[Opening Material provided section]
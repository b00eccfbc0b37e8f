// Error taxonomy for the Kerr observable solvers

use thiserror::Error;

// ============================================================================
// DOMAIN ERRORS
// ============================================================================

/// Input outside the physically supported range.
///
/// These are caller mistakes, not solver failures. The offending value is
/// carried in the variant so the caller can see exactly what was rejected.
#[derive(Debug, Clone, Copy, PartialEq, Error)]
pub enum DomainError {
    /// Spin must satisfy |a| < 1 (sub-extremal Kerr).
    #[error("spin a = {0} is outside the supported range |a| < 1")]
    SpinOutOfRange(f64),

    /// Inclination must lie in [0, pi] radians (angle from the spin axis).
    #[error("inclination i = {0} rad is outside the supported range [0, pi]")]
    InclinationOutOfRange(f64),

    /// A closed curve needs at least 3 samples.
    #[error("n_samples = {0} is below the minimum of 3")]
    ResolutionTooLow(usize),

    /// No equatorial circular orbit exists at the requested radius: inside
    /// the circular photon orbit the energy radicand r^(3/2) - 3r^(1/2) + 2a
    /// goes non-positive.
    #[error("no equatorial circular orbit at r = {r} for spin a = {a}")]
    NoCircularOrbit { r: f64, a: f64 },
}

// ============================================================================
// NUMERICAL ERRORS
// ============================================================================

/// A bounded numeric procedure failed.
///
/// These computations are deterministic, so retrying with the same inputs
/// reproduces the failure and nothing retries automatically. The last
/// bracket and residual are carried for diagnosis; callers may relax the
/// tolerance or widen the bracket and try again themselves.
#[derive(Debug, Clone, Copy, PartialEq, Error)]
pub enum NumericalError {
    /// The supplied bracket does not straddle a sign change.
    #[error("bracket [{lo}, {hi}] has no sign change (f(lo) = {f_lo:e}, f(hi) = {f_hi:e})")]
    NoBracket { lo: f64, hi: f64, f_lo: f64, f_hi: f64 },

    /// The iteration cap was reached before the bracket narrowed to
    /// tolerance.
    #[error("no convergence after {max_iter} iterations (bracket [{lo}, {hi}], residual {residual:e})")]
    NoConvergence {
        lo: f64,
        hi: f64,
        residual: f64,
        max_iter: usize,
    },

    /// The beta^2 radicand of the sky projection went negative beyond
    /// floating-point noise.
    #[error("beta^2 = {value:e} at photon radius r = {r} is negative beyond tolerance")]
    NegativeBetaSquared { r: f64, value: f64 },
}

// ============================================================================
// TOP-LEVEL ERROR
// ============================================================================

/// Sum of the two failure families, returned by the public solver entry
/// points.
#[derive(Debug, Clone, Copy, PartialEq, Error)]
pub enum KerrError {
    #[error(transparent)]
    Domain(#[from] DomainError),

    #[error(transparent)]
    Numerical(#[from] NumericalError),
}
[Closing Material provided section]
[Opening Material provided section]
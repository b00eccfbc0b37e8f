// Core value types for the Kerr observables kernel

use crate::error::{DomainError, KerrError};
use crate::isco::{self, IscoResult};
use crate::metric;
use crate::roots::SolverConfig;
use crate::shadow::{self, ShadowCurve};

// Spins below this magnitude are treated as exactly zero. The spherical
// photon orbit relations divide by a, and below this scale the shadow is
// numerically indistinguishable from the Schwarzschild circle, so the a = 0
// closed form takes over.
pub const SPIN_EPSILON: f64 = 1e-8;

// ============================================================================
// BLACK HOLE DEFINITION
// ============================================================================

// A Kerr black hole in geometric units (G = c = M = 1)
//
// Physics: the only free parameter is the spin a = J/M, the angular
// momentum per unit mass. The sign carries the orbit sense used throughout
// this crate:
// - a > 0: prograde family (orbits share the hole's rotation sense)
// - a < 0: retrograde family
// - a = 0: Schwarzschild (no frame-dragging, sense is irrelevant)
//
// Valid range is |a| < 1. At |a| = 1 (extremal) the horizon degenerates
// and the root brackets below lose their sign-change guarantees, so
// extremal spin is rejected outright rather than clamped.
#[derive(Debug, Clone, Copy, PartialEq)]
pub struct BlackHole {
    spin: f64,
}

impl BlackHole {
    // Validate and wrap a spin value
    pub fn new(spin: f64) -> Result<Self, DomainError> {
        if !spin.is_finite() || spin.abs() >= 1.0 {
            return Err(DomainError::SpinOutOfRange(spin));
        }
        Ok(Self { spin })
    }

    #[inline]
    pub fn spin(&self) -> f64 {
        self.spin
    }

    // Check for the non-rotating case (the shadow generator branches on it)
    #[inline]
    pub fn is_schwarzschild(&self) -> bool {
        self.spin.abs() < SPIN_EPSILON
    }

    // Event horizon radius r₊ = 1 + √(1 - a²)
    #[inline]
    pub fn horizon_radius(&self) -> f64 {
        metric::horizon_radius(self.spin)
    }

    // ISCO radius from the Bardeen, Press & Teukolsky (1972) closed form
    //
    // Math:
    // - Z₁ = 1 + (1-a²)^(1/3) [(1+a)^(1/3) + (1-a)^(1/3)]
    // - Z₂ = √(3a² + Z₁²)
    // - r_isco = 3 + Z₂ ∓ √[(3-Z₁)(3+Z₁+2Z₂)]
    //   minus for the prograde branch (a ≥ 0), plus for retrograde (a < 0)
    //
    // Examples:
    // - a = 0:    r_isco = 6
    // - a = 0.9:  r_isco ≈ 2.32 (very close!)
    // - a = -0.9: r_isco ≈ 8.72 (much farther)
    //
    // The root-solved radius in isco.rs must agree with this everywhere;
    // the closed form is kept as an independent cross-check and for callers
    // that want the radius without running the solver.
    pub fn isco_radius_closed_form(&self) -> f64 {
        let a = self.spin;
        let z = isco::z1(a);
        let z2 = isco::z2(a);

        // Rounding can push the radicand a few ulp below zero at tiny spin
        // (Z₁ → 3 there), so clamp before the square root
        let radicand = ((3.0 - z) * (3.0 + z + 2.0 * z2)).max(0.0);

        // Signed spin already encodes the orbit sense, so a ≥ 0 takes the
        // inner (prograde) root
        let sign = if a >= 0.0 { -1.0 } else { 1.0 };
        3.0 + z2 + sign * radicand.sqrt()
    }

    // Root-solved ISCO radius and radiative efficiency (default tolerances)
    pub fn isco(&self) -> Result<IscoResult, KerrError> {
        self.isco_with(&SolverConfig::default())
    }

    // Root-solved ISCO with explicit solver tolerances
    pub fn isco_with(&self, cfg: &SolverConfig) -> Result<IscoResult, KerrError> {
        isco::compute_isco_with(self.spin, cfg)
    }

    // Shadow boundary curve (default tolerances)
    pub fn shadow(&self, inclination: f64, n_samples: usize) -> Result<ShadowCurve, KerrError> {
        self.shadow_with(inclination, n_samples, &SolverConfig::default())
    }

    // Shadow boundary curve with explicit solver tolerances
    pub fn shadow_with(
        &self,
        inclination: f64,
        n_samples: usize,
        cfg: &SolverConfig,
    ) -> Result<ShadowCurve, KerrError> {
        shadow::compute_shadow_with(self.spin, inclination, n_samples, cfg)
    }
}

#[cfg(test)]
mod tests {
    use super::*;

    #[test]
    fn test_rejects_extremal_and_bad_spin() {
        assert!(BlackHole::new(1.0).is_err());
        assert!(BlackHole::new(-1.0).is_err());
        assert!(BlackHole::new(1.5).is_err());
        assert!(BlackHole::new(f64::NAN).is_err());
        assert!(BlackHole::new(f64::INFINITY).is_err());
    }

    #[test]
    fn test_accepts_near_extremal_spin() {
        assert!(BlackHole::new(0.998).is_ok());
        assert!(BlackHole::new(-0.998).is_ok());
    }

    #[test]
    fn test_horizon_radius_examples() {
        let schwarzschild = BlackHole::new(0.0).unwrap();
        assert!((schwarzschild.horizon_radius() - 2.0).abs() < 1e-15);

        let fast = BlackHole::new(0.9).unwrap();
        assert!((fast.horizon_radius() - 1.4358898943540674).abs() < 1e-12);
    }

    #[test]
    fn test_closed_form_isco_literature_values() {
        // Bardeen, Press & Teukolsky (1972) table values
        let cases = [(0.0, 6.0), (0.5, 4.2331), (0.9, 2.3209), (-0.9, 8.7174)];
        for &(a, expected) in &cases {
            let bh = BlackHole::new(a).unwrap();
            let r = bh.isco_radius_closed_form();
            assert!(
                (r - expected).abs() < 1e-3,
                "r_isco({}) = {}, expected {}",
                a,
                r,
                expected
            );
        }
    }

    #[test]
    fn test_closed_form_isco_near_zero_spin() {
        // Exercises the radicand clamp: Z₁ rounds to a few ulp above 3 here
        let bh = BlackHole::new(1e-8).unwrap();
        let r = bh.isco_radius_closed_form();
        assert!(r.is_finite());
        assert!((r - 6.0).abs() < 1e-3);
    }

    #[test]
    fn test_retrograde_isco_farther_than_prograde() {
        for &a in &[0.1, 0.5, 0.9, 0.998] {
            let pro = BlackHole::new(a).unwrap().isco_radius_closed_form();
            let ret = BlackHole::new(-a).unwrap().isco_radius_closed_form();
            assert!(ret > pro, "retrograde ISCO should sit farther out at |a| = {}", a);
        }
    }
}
[Closing Material provided section]
Work to complete
From the records above, transcribe without alteration every line from the one with "inner (prograde) root" to the one with "assert!(BlackHole::new(-1.0).is_err());", inclusive.

Exercise response
        // inner (prograde) root
        let sign = if a >= 0.0 { -1.0 } else { 1.0 };
        3.0 + z2 + sign * radicand.sqrt()
    }

    // Root-solved ISCO radius and radiative efficiency (default tolerances)
    pub fn isco(&self) -> Result<IscoResult, KerrError> {
        self.isco_with(&SolverConfig::default())
    }

    // Root-solved ISCO with explicit solver tolerances
    pub fn isco_with(&self, cfg: &SolverConfig) -> Result<IscoResult, KerrError> {
        isco::compute_isco_with(self.spin, cfg)
    }

    // Shadow boundary curve (default tolerances)
    pub fn shadow(&self, inclination: f64, n_samples: usize) -> Result<ShadowCurve, KerrError> {
        self.shadow_with(inclination, n_samples, &SolverConfig::default())
    }

    // Shadow boundary curve with explicit solver tolerances
    pub fn shadow_with(
        &self,
        inclination: f64,
        n_samples: usize,
        cfg: &SolverConfig,
    ) -> Result<ShadowCurve, KerrError> {
        shadow::compute_shadow_with(self.spin, inclination, n_samples, cfg)
    }
}

#[cfg(test)]
mod tests {
    use super::*;

    #[test]
    fn test_rejects_extremal_and_bad_spin() {
        assert!(BlackHole::new(1.0).is_err());
        assert!(BlackHole::new(-1.0).is_err());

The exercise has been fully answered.